I don’t like this because it allows for bugs to slip through. Am I missing something? I looked at the definitions of useState and I don’t see it allowing [key: string]: any

2

Answers


  1. Chosen as BEST ANSWER

    I am going to keep jered's answer as accepted but I wanted to add that we can have a cleaner solution by simply declaring the return type of the function:

    setState((prevState): ComponentState => {
        ...prevState,
        bar: true,
        help: 'Typescript correctly performs excess property checking'
    });
    

  2. This isn’t specific to React but an artifact of TypeScript’s structural typing system.

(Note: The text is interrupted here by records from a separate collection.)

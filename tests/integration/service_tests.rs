//! Integration tests for the frame → estimator → policies → driver pipeline.

use super::mock_hw::{
    BrokenModel, EmptyModel, LeftFractionModel, MockHardware, RecordingSink, StubLoader,
    frame_with_green_columns, last_for,
};

use duckweed::app::commands::AppCommand;
use duckweed::app::events::AppEvent;
use duckweed::app::service::{CommandOutcome, ControlService};
use duckweed::config::ControlConfig;
use duckweed::drivers::{Actuator, NullDriver};
use duckweed::error::{ConfigError, Error};
use duckweed::sensors::{FixedPhReading, NoPhSensor};
use duckweed::state::ActuatorState;
use duckweed::vision::{CoverageEstimator, EstimatorMode};

fn hsv_service(hw: MockHardware) -> ControlService<MockHardware> {
    ControlService::new(
        CoverageEstimator::hsv("weights/missing.pt"),
        ControlConfig::default(),
        hw,
    )
    .unwrap()
}

// ── Valve threshold boundary ──────────────────────────────────

#[test]
fn valve_closes_at_exactly_threshold() {
    let (hw, calls) = MockHardware::new();
    let svc = hsv_service(hw);
    let mut sink = RecordingSink::new();

    let report = svc
        .analyze(&frame_with_green_columns(10_000, 1, 4_000), None, &mut sink)
        .unwrap();
    assert!((report.coverage_pct - 40.0).abs() < 1e-9);
    assert!(report.valve_closed);
    assert!(report.valve_applied);
    assert_eq!(last_for(&calls, Actuator::InletValve), Some(true));
}

#[test]
fn valve_opens_just_below_threshold() {
    let (hw, calls) = MockHardware::new();
    let svc = hsv_service(hw);
    let mut sink = RecordingSink::new();

    let report = svc
        .analyze(&frame_with_green_columns(10_000, 1, 3_999), None, &mut sink)
        .unwrap();
    assert!((report.coverage_pct - 39.99).abs() < 1e-9);
    assert!(!report.valve_closed);
    assert_eq!(last_for(&calls, Actuator::InletValve), Some(false));
}

#[test]
fn valve_closes_at_fractional_threshold() {
    let (hw, calls) = MockHardware::new();
    let svc = hsv_service(hw);
    let mut sink = RecordingSink::new();
    svc.set_close_threshold(30.1, &mut sink).unwrap();

    let report = svc
        .analyze(&frame_with_green_columns(10_000, 1, 3_010), None, &mut sink)
        .unwrap();
    assert_eq!(report.coverage_pct, 30.1);
    assert_eq!(report.threshold, 30.1);
    assert!(report.valve_closed);
    assert_eq!(last_for(&calls, Actuator::InletValve), Some(true));

    let report = svc
        .analyze(&frame_with_green_columns(10_000, 1, 3_009), None, &mut sink)
        .unwrap();
    assert!(!report.valve_closed);
}

#[test]
fn ph_relay_releases_at_fractional_high_edge() {
    let (hw, _calls) = MockHardware::new();
    let config = ControlConfig {
        ph_high: 70.3,
        ..ControlConfig::default()
    };
    let svc = ControlService::new(CoverageEstimator::hsv("weights/missing.pt"), config, hw)
        .unwrap();
    let mut sink = RecordingSink::new();
    svc.handle_command(AppCommand::SetPhAdjustment(true), &mut sink)
        .unwrap();

    let report = svc
        .analyze(&frame_with_green_columns(10_000, 1, 7_030), None, &mut sink)
        .unwrap();
    assert_eq!(report.coverage_pct, 70.3);
    assert!(!report.ph_adjustment_active);
}

// ── pH hysteresis through the service ─────────────────────────

#[test]
fn ph_relay_holds_inside_band_across_frames() {
    let (hw, calls) = MockHardware::new();
    let svc = hsv_service(hw);
    let mut sink = RecordingSink::new();

    // 20 % → activate.
    let r = svc
        .analyze(&frame_with_green_columns(100, 20, 20), None, &mut sink)
        .unwrap();
    assert!(r.ph_adjustment_active);

    // 50 % → inside (30, 70): held active.
    let r = svc
        .analyze(&frame_with_green_columns(100, 20, 50), None, &mut sink)
        .unwrap();
    assert!(r.ph_adjustment_active);
    assert_eq!(svc.actuator_state(Actuator::PhRelay), ActuatorState::Engaged);

    // 80 % → deactivate, then 50 % holds inactive.
    let r = svc
        .analyze(&frame_with_green_columns(100, 20, 80), None, &mut sink)
        .unwrap();
    assert!(!r.ph_adjustment_active);
    let r = svc
        .analyze(&frame_with_green_columns(100, 20, 50), None, &mut sink)
        .unwrap();
    assert!(!r.ph_adjustment_active);
    assert_eq!(last_for(&calls, Actuator::PhRelay), Some(false));
}

#[test]
fn first_frame_inside_band_defaults_inactive() {
    let (hw, _calls) = MockHardware::new();
    let svc = hsv_service(hw);
    let r = svc
        .analyze(&frame_with_green_columns(100, 10, 50), None, &mut RecordingSink::new())
        .unwrap();
    assert!(!r.ph_adjustment_active);
}

#[test]
fn sensor_reading_overrides_coverage() {
    let (hw, _calls) = MockHardware::new();
    let svc = hsv_service(hw);
    let mut sink = RecordingSink::new();

    // 90 % coverage would deactivate, but pH 8.0 is out of band.
    let r = svc
        .analyze_with_sensor(
            &frame_with_green_columns(100, 10, 90),
            &mut FixedPhReading(8.0),
            &mut sink,
        )
        .unwrap();
    assert!(r.ph_adjustment_active);
    assert_eq!(r.ph_reading, Some(8.0));

    // 10 % coverage would activate, but pH 7.0 is in band.
    let r = svc
        .analyze_with_sensor(
            &frame_with_green_columns(100, 10, 10),
            &mut FixedPhReading(7.0),
            &mut sink,
        )
        .unwrap();
    assert!(!r.ph_adjustment_active);
}

#[test]
fn absent_sensor_uses_hysteresis() {
    let (hw, _calls) = MockHardware::new();
    let svc = hsv_service(hw);
    let r = svc
        .analyze_with_sensor(
            &frame_with_green_columns(100, 10, 10),
            &mut NoPhSensor,
            &mut RecordingSink::new(),
        )
        .unwrap();
    assert!(r.ph_adjustment_active);
    assert_eq!(r.ph_reading, None);
}

#[test]
fn nan_reading_treated_as_absent() {
    let (hw, _calls) = MockHardware::new();
    let svc = hsv_service(hw);
    let r = svc
        .analyze(
            &frame_with_green_columns(100, 10, 10),
            Some(f32::NAN),
            &mut RecordingSink::new(),
        )
        .unwrap();
    assert_eq!(r.ph_reading, None);
    assert!(r.ph_adjustment_active);
}

// ── Driver availability ──────────────────────────────────────

#[test]
fn failed_apply_still_updates_store() {
    let (hw, calls) = MockHardware::failing();
    let svc = hsv_service(hw);
    let r = svc
        .analyze(&frame_with_green_columns(100, 10, 100), None, &mut RecordingSink::new())
        .unwrap();
    assert!(r.valve_closed);
    assert!(!r.valve_applied);
    assert_eq!(calls.lock().unwrap().len(), 2);

    let status = svc.status();
    assert_eq!(status.valve_closed, ActuatorState::Engaged);
    assert!(!status.valve_applied);
    assert!(status.driver_available);
}

#[test]
fn null_driver_reports_unavailable() {
    let svc = ControlService::new(
        CoverageEstimator::hsv("weights/missing.pt"),
        ControlConfig::default(),
        NullDriver::new(),
    )
    .unwrap();
    let outcome = svc
        .handle_command(AppCommand::SetPhAdjustment(true), &mut RecordingSink::new())
        .unwrap();
    assert_eq!(
        outcome,
        CommandOutcome::Actuated {
            actuator: Actuator::PhRelay,
            engaged: true,
            applied: false
        }
    );
    let status = svc.status();
    assert!(!status.driver_available);
    assert_eq!(status.ph_adjustment_active, ActuatorState::Engaged);
    assert_eq!(status.valve_closed, ActuatorState::Unknown);
}

// ── Manual overrides ─────────────────────────────────────────

#[test]
fn manual_valve_goes_through_driver_and_store() {
    let (hw, calls) = MockHardware::new();
    let svc = hsv_service(hw);
    let mut sink = RecordingSink::new();

    svc.handle_command(AppCommand::SetValve(true), &mut sink).unwrap();
    assert_eq!(last_for(&calls, Actuator::InletValve), Some(true));
    assert_eq!(svc.actuator_state(Actuator::InletValve), ActuatorState::Engaged);

    svc.handle_command(AppCommand::SetValve(false), &mut sink).unwrap();
    assert_eq!(svc.actuator_state(Actuator::InletValve), ActuatorState::Released);

    assert!(sink.events.iter().all(|e| matches!(
        e,
        AppEvent::Commanded { manual: true, actuator: Actuator::InletValve, .. }
    )));
}

#[test]
fn manual_ph_activation_is_held_by_hysteresis() {
    let (hw, _calls) = MockHardware::new();
    let svc = hsv_service(hw);
    let mut sink = RecordingSink::new();

    svc.handle_command(AppCommand::SetPhAdjustment(true), &mut sink)
        .unwrap();
    let r = svc
        .analyze(&frame_with_green_columns(100, 10, 50), None, &mut sink)
        .unwrap();
    assert!(r.ph_adjustment_active);
}

#[test]
fn threshold_update_changes_valve_decision() {
    let (hw, _calls) = MockHardware::new();
    let svc = hsv_service(hw);
    let mut sink = RecordingSink::new();
    let frame = frame_with_green_columns(100, 10, 50);

    assert!(svc.analyze(&frame, None, &mut sink).unwrap().valve_closed);

    let outcome = svc
        .handle_command(AppCommand::SetCloseThreshold(60.0), &mut sink)
        .unwrap();
    assert_eq!(outcome, CommandOutcome::ThresholdSet { threshold: 60.0 });

    let r = svc.analyze(&frame, None, &mut sink).unwrap();
    assert!(!r.valve_closed);
    assert_eq!(r.threshold, 60.0);
}

#[test]
fn invalid_threshold_update_is_rejected() {
    let (hw, _calls) = MockHardware::new();
    let svc = hsv_service(hw);
    let mut sink = RecordingSink::new();

    for bad in [-1.0, 100.5, f64::NAN, f64::INFINITY] {
        let err = svc
            .handle_command(AppCommand::SetCloseThreshold(bad), &mut sink)
            .unwrap_err();
        assert!(matches!(err, ConfigError::ValidationFailed(_)));
    }
    assert_eq!(svc.config().close_threshold, 40.0);
    assert_eq!(
        sink.events
            .iter()
            .filter(|e| matches!(e, AppEvent::ThresholdRejected { .. }))
            .count(),
        4
    );
}

// ── Estimator strategies ─────────────────────────────────────

#[test]
fn model_strategy_reports_model_mode() {
    let (hw, _calls) = MockHardware::new();
    let svc = ControlService::new(
        CoverageEstimator::with_model(Box::new(LeftFractionModel { fraction: 0.25 }), "w.pt"),
        ControlConfig::default(),
        hw,
    )
    .unwrap();
    let r = svc
        .analyze(&frame_with_green_columns(100, 40, 0), None, &mut RecordingSink::new())
        .unwrap();
    assert_eq!(r.mode, EstimatorMode::Model);
    assert!((r.coverage_pct - 25.0).abs() < 1e-9);
    assert!(r.ph_adjustment_active);
    assert!(!r.valve_closed);
    assert_eq!(svc.status().mode, EstimatorMode::Model);
}

#[test]
fn model_without_masks_is_zero_coverage() {
    let (hw, _calls) = MockHardware::new();
    let svc = ControlService::new(
        CoverageEstimator::with_model(Box::new(EmptyModel), "w.pt"),
        ControlConfig::default(),
        hw,
    )
    .unwrap();
    let r = svc
        .analyze(&frame_with_green_columns(32, 32, 32), None, &mut RecordingSink::new())
        .unwrap();
    assert_eq!(r.coverage_pct, 0.0);
}

#[test]
fn inference_failure_leaves_actuators_untouched() {
    let (hw, calls) = MockHardware::new();
    let svc = ControlService::new(
        CoverageEstimator::with_model(Box::new(BrokenModel), "w.pt"),
        ControlConfig::default(),
        hw,
    )
    .unwrap();
    let err = svc
        .analyze(&frame_with_green_columns(8, 8, 4), None, &mut RecordingSink::new())
        .unwrap_err();
    assert!(matches!(err, Error::Inference(_)));
    assert!(calls.lock().unwrap().is_empty());
    assert_eq!(svc.status().valve_closed, ActuatorState::Unknown);
}

#[test]
fn startup_selection_with_backend_and_weights() {
    let weights = tempfile::NamedTempFile::new().unwrap();
    let est = CoverageEstimator::select(weights.path(), Some(&StubLoader));
    assert_eq!(est.mode(), EstimatorMode::Model);

    let (hw, _calls) = MockHardware::new();
    let svc = ControlService::new(est, ControlConfig::default(), hw).unwrap();
    let status = svc.status();
    assert!(status.weights_present);
    assert_eq!(status.weights_path, weights.path());
}

#[test]
fn zero_area_frame_is_zero_not_error() {
    let (hw, _calls) = MockHardware::new();
    let svc = hsv_service(hw);
    let r = svc
        .analyze(&image::RgbImage::new(0, 0), None, &mut RecordingSink::new())
        .unwrap();
    assert_eq!(r.coverage_pct, 0.0);
    assert!(!r.valve_closed);
    assert!(r.ph_adjustment_active);
}

// ── Event stream ─────────────────────────────────────────────

#[test]
fn analyze_emits_frame_then_two_commands() {
    let (hw, _calls) = MockHardware::new();
    let svc = hsv_service(hw);
    let mut sink = RecordingSink::new();
    svc.analyze(&frame_with_green_columns(100, 4, 45), None, &mut sink)
        .unwrap();

    assert_eq!(sink.events.len(), 3);
    assert!(matches!(
        sink.events[0],
        AppEvent::Analyzed { mode: EstimatorMode::Hsv, .. }
    ));
    assert!(matches!(
        sink.events[1],
        AppEvent::Commanded { actuator: Actuator::InletValve, engaged: true, manual: false, .. }
    ));
    assert!(matches!(
        sink.events[2],
        AppEvent::Commanded { actuator: Actuator::PhRelay, engaged: false, manual: false, .. }
    ));
}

    In a nutshell, in many cases TypeScript allows the extra property because the object you are returning from your setState() function still satisfies ComponentState even if it has extra properties.

    On one hand, this is usually fine and doesn’t really affect behavior, because logic elsewhere in your code won’t be allowed to access the extra properties, they’re sort of phantom properties that can’t be accessed anyway — TypeScript wouldn’t let you because they’re not part of the ComponentState definition. We usually care much more about ensuring we have the right properties that we expect and need to be there on the object, than having extra properties that were not expected.

    On the other hand, this isn’t necessarily desirable because you might accidentally add extra properties somewhere thinking they will be visible/usable somewhere else even though they aren’t, or trip up other logic that reads properties and doesn’t expect extra ones. For example, what if you used Object.keys() somewhere assuming that the exact properties are known but it turns out there are other ones?

    A way to get around this could be to use more explicit type definitions, which are usually not needed but can be more useful here. For example:

    function MyComponent() {
      const [state, setState] = React.useState<ComponentState>({ foo: 'foo', bar: false });
    
      const onAction = () => {
        setState((prevState) => {
          const result: ComponentState = {
            ...prevState,
            bar: true,
            help: 'why is this allowed?'
          };
    
          return result;
        });
      }
    }
    

    This will properly give you an error when you try to define result.

    The reason you get an error this way but not when you simply return the type directly is because of excess property checking. TypeScript only does this in certain cases:

    Object literals get special treatment and undergo excess property checking when assigning them to other variables, or passing them as arguments.